The only thing I beg of you is please don’t ship this in client-side libraries. Most of you will know better, but some of the things I see in third-party libraries really blow my mind. The last one was Pudgy the Panda as console ASCII art for some donation embed (their mascot). Sure, it’s cute, but that’s also multiple kilobytes of JS you’re forcing on your clients for whimsy in an already crowded environment. Apologies if I sound old and cranky.
That's a lot better than some frontend library adding an "Easter egg" so that every website using it, including some very serious ones, had Santa beards on their buttons on Christmas a few years back (can't find the story now). Of course you may argue it was users' fault who should have vetted every single line of their dependency, but let's be real.
Unfortunately there are a lot of unprofessional people in open source, and while I hate to stereotype, they are especially prevalent in the JavaScript community where it's typical to have hundreds to thousands of unknown dependencies in every project. What can be done? I don't know. (Before I'm labeled as entitled -- I spend a lot of time on open source, without the unprofessional behavior.)
Sorry to be that guy, but if you are using an open source library and it adds hats that you're unhappy with that means you did not check the library you are including.
Maybe not looking at code one includes in a product has become much too common practise, but if some library for a button (funny I never felt the need to use one) includes special stylings on special days and you included it, that is on you. Sure it would have been nice of them to point this out if they didn't, but after all you are taking someone elses code for a button so you should know what it does.
Unfortunately? It's a chance that there are a lot of "unprofessional people in open source".
And what whith the whole being "professional" as a value system, which I fear has often to be taken in the very narrow USofA centric PoV ?
I can't relate to the sentiment that everything has to be aseptized in order to conform to a very strict and dehumanized, bland and sfw (aka professional), just to cater to the work environment culture of a few.
If in your freetime you don't like something coming from an open source project that doesn't owe you anything, don't use/associate. If you don't like it in your work place, there's a reason you're paid I guess? Or change job, or do an internal fork.
If you’re the kind of person putting Easter eggs in libraries knowing full well that it will be used in what you would call “dehumanized” settings*, please put in an advance notice that professional (or dehumanized, or whatever) people shouldn’t use your stuff. People will never use your stuff again after the sabotage anyway, why not make it clear up front unless you derive pleasure from chaos?

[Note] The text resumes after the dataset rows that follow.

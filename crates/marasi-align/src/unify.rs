//! Reindexing resampled series onto one shared, gap-free quarterly index.
//!
//! Unification computes the union calendar (global minimum to global
//! maximum quarter across all inputs, step one quarter) and reindexes
//! every series onto it. Periods a series did not observe become explicit
//! nulls: not zero, and never forward-filled. Forward fill is a charting
//! choice the presentation layer may apply afterwards; applied here it
//! would corrupt the correlation statistics downstream.

use crate::resample::ResampledSeries;
use marasi_traits::{MarasiError, Quarter, Result};
use polars::prelude::*;
use std::collections::HashSet;

/// Name of the period label column in the unified frame.
pub const PERIOD_COLUMN: &str = "period";

/// Multiple resampled series on one shared quarterly index.
///
/// `UnifiedTable` wraps a Polars `DataFrame` holding a `period` label
/// column plus one nullable `f64` column per input series, in declaration
/// order. The row count always equals the number of quarters between the
/// global minimum and maximum inclusive; the index itself has no gaps even
/// where values are missing.
///
/// # Example
///
/// ```
/// use marasi_align::{UnifiedTable, unify, ResampledSeries};
/// use marasi_traits::Quarter;
/// use std::collections::BTreeMap;
///
/// let mut values = BTreeMap::new();
/// values.insert(Quarter::new(2022, 1).unwrap(), 5000.0);
/// values.insert(Quarter::new(2022, 3).unwrap(), 6000.0);
/// let series = ResampledSeries::from_values("rentals_Average_Rent", values);
///
/// let table = unify(&[series]).unwrap();
/// assert_eq!(table.len(), 3); // 2022Q1..2022Q3, gap at Q2 kept as null
/// ```
#[derive(Debug, Clone)]
pub struct UnifiedTable {
    index: Vec<Quarter>,
    names: Vec<String>,
    frame: DataFrame,
}

impl UnifiedTable {
    /// The quarterly index, first to last, no gaps.
    #[must_use]
    pub fn periods(&self) -> &[Quarter] {
        &self.index
    }

    /// The value column names in declaration order (the `period` column is
    /// not included).
    #[must_use]
    pub fn columns(&self) -> &[String] {
        &self.names
    }

    /// Number of rows (quarters).
    #[must_use]
    pub fn len(&self) -> usize {
        self.index.len()
    }

    /// Whether the table has no rows.
    #[must_use]
    pub fn is_empty(&self) -> bool {
        self.index.is_empty()
    }

    /// First and last quarter of the index.
    ///
    /// Unification never produces an empty index, so the span is always
    /// available.
    #[must_use]
    pub fn span(&self) -> (Quarter, Quarter) {
        (self.index[0], self.index[self.index.len() - 1])
    }

    /// A column's values in index order, with `None` marking missing
    /// periods.
    ///
    /// # Errors
    ///
    /// Returns [`MarasiError::ColumnNotFound`] for unknown names.
    pub fn values(&self, name: &str) -> Result<Vec<Option<f64>>> {
        if !self.names.iter().any(|n| n == name) {
            return Err(MarasiError::ColumnNotFound(name.to_string()));
        }
        let chunked = self
            .frame
            .column(name)?
            .as_materialized_series()
            .f64()?
            .clone();
        Ok(chunked.into_iter().collect())
    }

    /// The underlying DataFrame, for charting and display.
    #[must_use]
    pub const fn data(&self) -> &DataFrame {
        &self.frame
    }

    /// Consumes self and returns the underlying DataFrame.
    #[must_use]
    pub fn into_frame(self) -> DataFrame {
        self.frame
    }
}

/// Unifies a set of resampled series onto the shared quarterly index.
///
/// Series with no observations contribute nothing to the span and are
/// skipped (the pipeline reports them as omissions). The remaining series
/// keep their values where present and get explicit nulls elsewhere.
///
/// # Errors
///
/// - [`MarasiError::InsufficientData`] when no input series has any
///   observations.
/// - [`MarasiError::DuplicateColumn`] when two series share an output
///   name; aggregation upstream guarantees one value per period, so a name
///   collision can only be a caller wiring mistake.
pub fn unify(series: &[ResampledSeries]) -> Result<UnifiedTable> {
    let mut seen = HashSet::new();
    for s in series {
        if !seen.insert(s.name()) {
            return Err(MarasiError::DuplicateColumn(s.name().to_string()));
        }
    }

    let populated: Vec<&ResampledSeries> = series.iter().filter(|s| !s.is_empty()).collect();
    if populated.is_empty() {
        return Err(MarasiError::InsufficientData(
            "no series with any observations to unify".to_string(),
        ));
    }

    let global_min = populated
        .iter()
        .filter_map(|s| s.min_period())
        .min()
        .expect("populated series have a min period");
    let global_max = populated
        .iter()
        .filter_map(|s| s.max_period())
        .max()
        .expect("populated series have a max period");

    let index = Quarter::span(global_min, global_max);
    let labels: Vec<String> = index.iter().map(Quarter::label).collect();

    let mut columns: Vec<Column> = Vec::with_capacity(populated.len() + 1);
    columns.push(Column::new(PERIOD_COLUMN.into(), labels));

    let mut names = Vec::with_capacity(populated.len());
    for s in &populated {
        let reindexed: Vec<Option<f64>> = index.iter().map(|q| s.get(*q)).collect();
        columns.push(Column::new(s.name().into(), reindexed));
        names.push(s.name().to_string());
    }

    let frame = DataFrame::new(columns)?;
    Ok(UnifiedTable {
        index,
        names,
        frame,
    })
}

#[cfg(test)]
mod tests {
    use super::*;
    use approx::assert_relative_eq;
    use std::collections::BTreeMap;

    fn q(year: i32, quarter: u8) -> Quarter {
        Quarter::new(year, quarter).unwrap()
    }

    fn series(name: &str, points: &[(Quarter, f64)]) -> ResampledSeries {
        let values: BTreeMap<Quarter, f64> = points.iter().copied().collect();
        ResampledSeries::from_values(name, values)
    }

    #[test]
    fn test_unify_spans_union_of_periods() {
        // GDP 2020Q1..2021Q4 and rents 2019Q3..2020Q2 unify to a table
        // indexed 2019Q3..2021Q4: 10 quarters.
        let gdp = series(
            "gdp_Value",
            &[(q(2020, 1), 100.0), (q(2021, 4), 110.0)],
        );
        let rent = series(
            "rentals_Average_Rent",
            &[(q(2019, 3), 5000.0), (q(2020, 2), 5200.0)],
        );

        let table = unify(&[gdp, rent]).unwrap();
        assert_eq!(table.len(), 10);
        assert_eq!(table.span(), (q(2019, 3), q(2021, 4)));
        assert_eq!(
            table.len(),
            Quarter::quarters_between(q(2019, 3), q(2021, 4))
        );

        // GDP has no observations before 2020Q1: explicit missing, not 0.
        let gdp_values = table.values("gdp_Value").unwrap();
        assert_eq!(gdp_values[0], None); // 2019Q3
        assert_eq!(gdp_values[1], None); // 2019Q4
        assert_relative_eq!(gdp_values[2].unwrap(), 100.0); // 2020Q1
        assert_eq!(gdp_values[9], Some(110.0)); // 2021Q4
    }

    #[test]
    fn test_columns_keep_declaration_order() {
        let a = series("b_col", &[(q(2022, 1), 1.0)]);
        let b = series("a_col", &[(q(2022, 1), 2.0)]);
        let table = unify(&[a, b]).unwrap();
        // Declaration order, not alphabetical.
        assert_eq!(table.columns(), ["b_col", "a_col"]);
    }

    #[test]
    fn test_interior_gaps_stay_null() {
        let s = series("x", &[(q(2022, 1), 1.0), (q(2022, 3), 3.0)]);
        let table = unify(&[s]).unwrap();
        let values = table.values("x").unwrap();
        assert_eq!(values, vec![Some(1.0), None, Some(3.0)]);
    }

    #[test]
    fn test_empty_series_skipped() {
        let populated = series("x", &[(q(2022, 1), 1.0)]);
        let empty = series("y", &[]);
        let table = unify(&[populated, empty]).unwrap();
        assert_eq!(table.columns(), ["x"]);
    }

    #[test]
    fn test_all_empty_is_insufficient_data() {
        let err = unify(&[series("x", &[])]).unwrap_err();
        assert!(matches!(err, MarasiError::InsufficientData(_)));
    }

    #[test]
    fn test_duplicate_column_rejected() {
        let a = series("x", &[(q(2022, 1), 1.0)]);
        let b = series("x", &[(q(2022, 2), 2.0)]);
        let err = unify(&[a, b]).unwrap_err();
        assert!(matches!(err, MarasiError::DuplicateColumn(_)));
    }

    #[test]
    fn test_unknown_column_lookup() {
        let table = unify(&[series("x", &[(q(2022, 1), 1.0)])]).unwrap();
        assert!(matches!(
            table.values("nope"),
            Err(MarasiError::ColumnNotFound(_))
        ));
    }

    #[test]
    fn test_frame_has_period_column() {
        let table = unify(&[series("x", &[(q(2022, 1), 1.0)])]).unwrap();
        let frame = table.data();
        assert!(
            frame
                .get_column_names()
                .iter()
                .any(|n| n.as_str() == PERIOD_COLUMN)
        );
        assert_eq!(frame.height(), 1);
    }
}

It’s also very weird that professionalism is somehow “USofA centric” to you.
* Thanks Semaphor for jogging my memory with the link. It was a corporate open source project ffs, with clear marketing and expectations that it should be safe for “dehumanized” settings.
You’re not old and cranky. Just (minimally base line) responsible.

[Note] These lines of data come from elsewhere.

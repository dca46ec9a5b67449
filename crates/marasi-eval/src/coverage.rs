//! Data-coverage reporting over a unified table.
//!
//! The data-quality view shows, per series, how much of the unified period
//! index actually has observations, plus the overall span. Formatting the
//! span for display is the presentation layer's job; this module only
//! computes the numbers.

use marasi_align::UnifiedTable;
use marasi_traits::{Quarter, Result, stats::round_to};
use serde::{Deserialize, Serialize};

/// Completeness of one column over the unified index.
#[derive(Debug, Clone, PartialEq, Serialize, Deserialize)]
pub struct ColumnCoverage {
    /// Column name.
    pub name: String,
    /// Number of non-missing observations.
    pub observed: usize,
    /// `observed / rows * 100`, rounded to one decimal place.
    pub completeness: f64,
}

/// Coverage of every column plus the table's overall span.
#[derive(Debug, Clone, PartialEq, Serialize, Deserialize)]
pub struct CoverageReport {
    /// Per-column completeness, in declaration order.
    pub columns: Vec<ColumnCoverage>,
    /// First quarter of the unified index.
    pub first_period: Quarter,
    /// Last quarter of the unified index.
    pub last_period: Quarter,
    /// Total number of rows (quarters) in the unified index.
    pub rows: usize,
}

/// Computes per-column completeness and the overall span.
///
/// # Errors
///
/// Returns an error only when a column read fails.
pub fn coverage(table: &UnifiedTable) -> Result<CoverageReport> {
    let rows = table.len();
    let (first_period, last_period) = table.span();

    let mut columns = Vec::with_capacity(table.columns().len());
    for name in table.columns() {
        let observed = table
            .values(name)?
            .iter()
            .filter(|v| v.is_some())
            .count();
        columns.push(ColumnCoverage {
            name: name.clone(),
            observed,
            completeness: round_to(observed as f64 / rows as f64 * 100.0, 1),
        });
    }

    Ok(CoverageReport {
        columns,
        first_period,
        last_period,
        rows,
    })
}

#[cfg(test)]
mod tests {
    use super::*;
    use approx::assert_relative_eq;
    use marasi_align::{ResampledSeries, unify};
    use std::collections::BTreeMap;

    fn q(year: i32, quarter: u8) -> Quarter {
        Quarter::new(year, quarter).unwrap()
    }

    #[test]
    fn test_coverage_percentages_and_span() {
        let mut full = BTreeMap::new();
        let mut sparse = BTreeMap::new();
        let mut current = q(2020, 1);
        for i in 0..6 {
            full.insert(current, i as f64);
            if i % 2 == 0 {
                sparse.insert(current, i as f64);
            }
            current = current.next();
        }

        let table = unify(&[
            ResampledSeries::from_values("full", full),
            ResampledSeries::from_values("sparse", sparse),
        ])
        .unwrap();

        let report = coverage(&table).unwrap();
        assert_eq!(report.rows, 6);
        assert_eq!(report.first_period, q(2020, 1));
        assert_eq!(report.last_period, q(2021, 2));

        assert_eq!(report.columns[0].name, "full");
        assert_eq!(report.columns[0].observed, 6);
        assert_relative_eq!(report.columns[0].completeness, 100.0);

        assert_eq!(report.columns[1].observed, 3);
        assert_relative_eq!(report.columns[1].completeness, 50.0);
    }

    #[test]
    fn test_completeness_rounded_to_one_decimal() {
        let mut a = BTreeMap::new();
        let mut b = BTreeMap::new();
        let mut current = q(2020, 1);
        for i in 0..3 {
            a.insert(current, i as f64);
            if i == 0 {
                b.insert(current, 1.0);
            }
            current = current.next();
        }
        let table = unify(&[
            ResampledSeries::from_values("a", a),
            ResampledSeries::from_values("b", b),
        ])
        .unwrap();

        let report = coverage(&table).unwrap();
        // 1/3 of 3 rows: 33.333...% rounds to 33.3.
        assert_relative_eq!(report.columns[1].completeness, 33.3);
    }
}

Many frontend projects have 100s of deps, and while that’s a separate problem, imagine if a large fraction of them spammed bandwidth and console output with this.
The dependencies usually have dependencies and then... well it's dependencies all the way down in the JS world. 100s is sadly normal for large proects in my limited experience.
Worse, you sound new and square. In the olden times such "easter eggs" or cool logos were welcome, and in the DOS days (but also in the Unix console) often included ASCII art.
Would prefer that to all the tracking and telemtry shoved at us through JavaScript. What kind of world is it where whimsy is infuriating, and this mass surveilance framework is just how things are.
I set up snippets in my code editor so I can quickly insert colorful, bold, and otherwise richly formatted console log messages for printf-debugging. The addition of color makes the messages I've just added stand out against other the logs. It's a great time and attention saver.